» **WHAT TO WORK ON**
Please return every line in the entries below with the word "step" in it.

--- INPUT Enclosed Below ---

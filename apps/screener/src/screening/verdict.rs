use serde::Serialize;

use crate::screening::language::TargetLanguage;

/// Decision read off the first words of an evaluation.
#[derive(Debug, Clone, Copy, PartialEq, Eq, Serialize)]
#[serde(rename_all = "snake_case")]
pub enum Verdict {
    Meets,
    DoesNotMeet,
}

impl Verdict {
    /// Classifies an evaluation by its leading decision token. Leading
    /// whitespace, markdown emphasis and quotes are skipped; case is ignored.
    /// Returns `None` when the text starts with neither token.
    pub fn classify(evaluation: &str, language: TargetLanguage) -> Option<Verdict> {
        let head = evaluation
            .trim_start_matches(|c: char| c.is_whitespace() || matches!(c, '*' | '_' | '#' | '"' | '\'' | '>' | '`'))
            .to_lowercase();

        // The Spanish negative token contains the positive one.
        if starts_with_word(&head, &language.does_not_meet_token().to_lowercase()) {
            Some(Verdict::DoesNotMeet)
        } else if starts_with_word(&head, &language.meets_token().to_lowercase()) {
            Some(Verdict::Meets)
        } else {
            None
        }
    }
}

/// `token` followed by the end of text or a non-alphanumeric char.
fn starts_with_word(head: &str, token: &str) -> bool {
    head.strip_prefix(token)
        .is_some_and(|rest| !rest.starts_with(char::is_alphanumeric))
}
//! In-memory passage index over one document.
//!
//! Text is split into overlapping word windows, one tantivy document per
//! window, ranked with BM25. Terms are lowercased and ASCII-folded so
//! "analisis" finds "análisis". Building the index (PDF parsing included) is
//! CPU-bound; callers run it on the blocking pool.

use std::path::Path;

use tantivy::collector::TopDocs;
use tantivy::query::QueryParser;
use tantivy::schema::{Field, IndexRecordOption, Schema, TextFieldIndexing, TextOptions, Value, STORED};
use tantivy::tokenizer::{AsciiFoldingFilter, LowerCaser, RemoveLongFilter, SimpleTokenizer, TextAnalyzer};
use tantivy::{doc, Index, IndexReader, ReloadPolicy, TantivyDocument};
use tracing::debug;

use crate::retrieval::{DocumentSearch, Passage, RetrievalError};

const CHUNK_WORDS: usize = 120;
const CHUNK_OVERLAP: usize = 30;
const TOKENIZER: &str = "resume_text";
// Smallest per-thread budget tantivy accepts.
const WRITER_HEAP_BYTES: usize = 15_000_000;

pub struct DocumentIndex {
    index: Index,
    reader: IndexReader,
    passage: Field,
    chunk: Field,
    chunk_count: usize,
}

impl DocumentIndex {
    pub fn open_pdf(path: &Path) -> Result<Self, RetrievalError> {
        let bytes = std::fs::read(path)?;
        Self::from_pdf_bytes(&bytes)
    }

    pub fn from_pdf_bytes(bytes: &[u8]) -> Result<Self, RetrievalError> {
        let text = pdf_extract::extract_text_from_mem(bytes)
            .map_err(|e| RetrievalError::Pdf(e.to_string()))?;
        Self::from_text(&text)
    }

    pub fn from_text(text: &str) -> Result<Self, RetrievalError> {
        let words: Vec<&str> = text.split_whitespace().collect();
        if words.is_empty() {
            return Err(RetrievalError::EmptyDocument);
        }

        let mut schema_builder = Schema::builder();
        let text_options = TextOptions::default()
            .set_indexing_options(
                TextFieldIndexing::default()
                    .set_tokenizer(TOKENIZER)
                    .set_index_option(IndexRecordOption::WithFreqsAndPositions),
            )
            .set_stored();
        let passage = schema_builder.add_text_field("passage", text_options);
        let chunk = schema_builder.add_u64_field("chunk", STORED);

        let index = Index::create_in_ram(schema_builder.build());
        index.tokenizers().register(TOKENIZER, analyzer());

        let mut writer = index.writer_with_num_threads(1, WRITER_HEAP_BYTES)?;
        let mut chunk_count = 0;
        for (position, (start, end)) in windows(words.len()).enumerate() {
            writer.add_document(doc!(
                passage => words[start..end].join(" "),
                chunk => position as u64
            ))?;
            chunk_count += 1;
        }
        writer.commit()?;

        let reader = index
            .reader_builder()
            .reload_policy(ReloadPolicy::Manual)
            .try_into()?;

        debug!(words = words.len(), chunks = chunk_count, "Built document index");

        Ok(Self {
            index,
            reader,
            passage,
            chunk,
            chunk_count,
        })
    }

    pub fn chunk_count(&self) -> usize {
        self.chunk_count
    }
}

impl DocumentSearch for DocumentIndex {
    fn search(&self, query: &str, limit: usize) -> Result<Vec<Passage>, RetrievalError> {
        // Query syntax is not exposed to the model; only words are searched.
        let words: String = query
            .chars()
            .map(|c| if c.is_alphanumeric() { c } else { ' ' })
            .collect();
        if words.trim().is_empty() || limit == 0 {
            return Ok(Vec::new());
        }

        let parser = QueryParser::for_index(&self.index, vec![self.passage]);
        let (parsed, errors) = parser.parse_query_lenient(&words);
        if !errors.is_empty() {
            debug!(?errors, "Ignored parts of search query");
        }

        let searcher = self.reader.searcher();
        let top_docs = searcher.search(&parsed, &TopDocs::with_limit(limit))?;

        let mut passages = Vec::with_capacity(top_docs.len());
        for (score, address) in top_docs {
            if score <= 0.0 {
                continue;
            }
            let stored: TantivyDocument = searcher.doc(address)?;
            let text = stored
                .get_first(self.passage)
                .and_then(|v| v.as_str())
                .unwrap_or_default()
                .to_string();
            let chunk = stored
                .get_first(self.chunk)
                .and_then(|v| v.as_u64())
                .unwrap_or_default() as usize;
            passages.push(Passage { chunk, text, score });
        }

        passages.sort_by(|a, b| b.score.total_cmp(&a.score).then(a.chunk.cmp(&b.chunk)));
        Ok(passages)
    }
}

fn analyzer() -> TextAnalyzer {
    TextAnalyzer::builder(SimpleTokenizer::default())
        .filter(RemoveLongFilter::limit(40))
        .filter(LowerCaser)
        .filter(AsciiFoldingFilter)
        .build()
}

/// `(start, end)` word ranges of overlapping windows covering `total` words.
fn windows(total: usize) -> impl Iterator<Item = (usize, usize)> {
    let step = CHUNK_WORDS - CHUNK_OVERLAP;
    (0..)
        .map(move |i| i * step)
        .take_while(move |start| *start == 0 || start + CHUNK_OVERLAP < total)
        .map(move |start| (start, (start + CHUNK_WORDS).min(total)))
}
use std::sync::Arc;

use crate::crew::{Task, Tool};
use crate::screening::prompts::{
    ANALYSIS_DESCRIPTION, ANALYSIS_EXPECTED_OUTPUT, ANALYST_ROLE, EVALUATION_DESCRIPTION,
    EVALUATION_EXPECTED_OUTPUT, EVALUATOR_ROLE, TRANSLATION_DESCRIPTION,
    TRANSLATION_EXPECTED_OUTPUT, TRANSLATOR_ROLE,
};

pub const ANALYSIS_TASK: &str = "analysis";
pub const TRANSLATION_TASK: &str = "translation";
pub const EVALUATION_TASK: &str = "evaluation";

/// Builds the screening tasks in execution order. Translation and evaluation
/// both read the analysis output.
pub fn build_tasks(resume_search: Arc<dyn Tool>) -> Vec<Task> {
    vec![
        Task::new(
            ANALYSIS_TASK,
            ANALYSIS_DESCRIPTION,
            ANALYSIS_EXPECTED_OUTPUT,
            ANALYST_ROLE,
        )
        .with_tools(vec![resume_search]),
        Task::new(
            TRANSLATION_TASK,
            TRANSLATION_DESCRIPTION,
            TRANSLATION_EXPECTED_OUTPUT,
            TRANSLATOR_ROLE,
        )
        .with_context(&[ANALYSIS_TASK]),
        Task::new(
            EVALUATION_TASK,
            EVALUATION_DESCRIPTION,
            EVALUATION_EXPECTED_OUTPUT,
            EVALUATOR_ROLE,
        )
        .with_context(&[ANALYSIS_TASK]),
    ]
}
// Document retrieval: passage search over one uploaded resume.
// The index is built once per run from the staged PDF and bound to that document only.

pub mod index;
pub mod tool;

use serde::Serialize;
use thiserror::Error;

pub use index::DocumentIndex;
pub use tool::ResumeSearchTool;

#[derive(Debug, Error)]
pub enum RetrievalError {
    #[error("Could not read document: {0}")]
    Io(#[from] std::io::Error),

    #[error("Could not extract text from PDF: {0}")]
    Pdf(String),

    #[error("Document contains no extractable text")]
    EmptyDocument,

    #[error("Search index error: {0}")]
    Index(#[from] tantivy::TantivyError),
}

/// A ranked slice of the document.
#[derive(Debug, Clone, PartialEq, Serialize)]
pub struct Passage {
    /// Position of the chunk in the document, starting at 0.
    pub chunk: usize,
    pub text: String,
    pub score: f32,
}

/// Text search over a single document. Results are ordered best first.
pub trait DocumentSearch: Send + Sync {
    fn search(&self, query: &str, limit: usize) -> Result<Vec<Passage>, RetrievalError>;
}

--- End of Enclosed INPUT ---

» **TASK RESULT**
    let step = CHUNK_WORDS - CHUNK_OVERLAP;
        .map(move |i| i * step)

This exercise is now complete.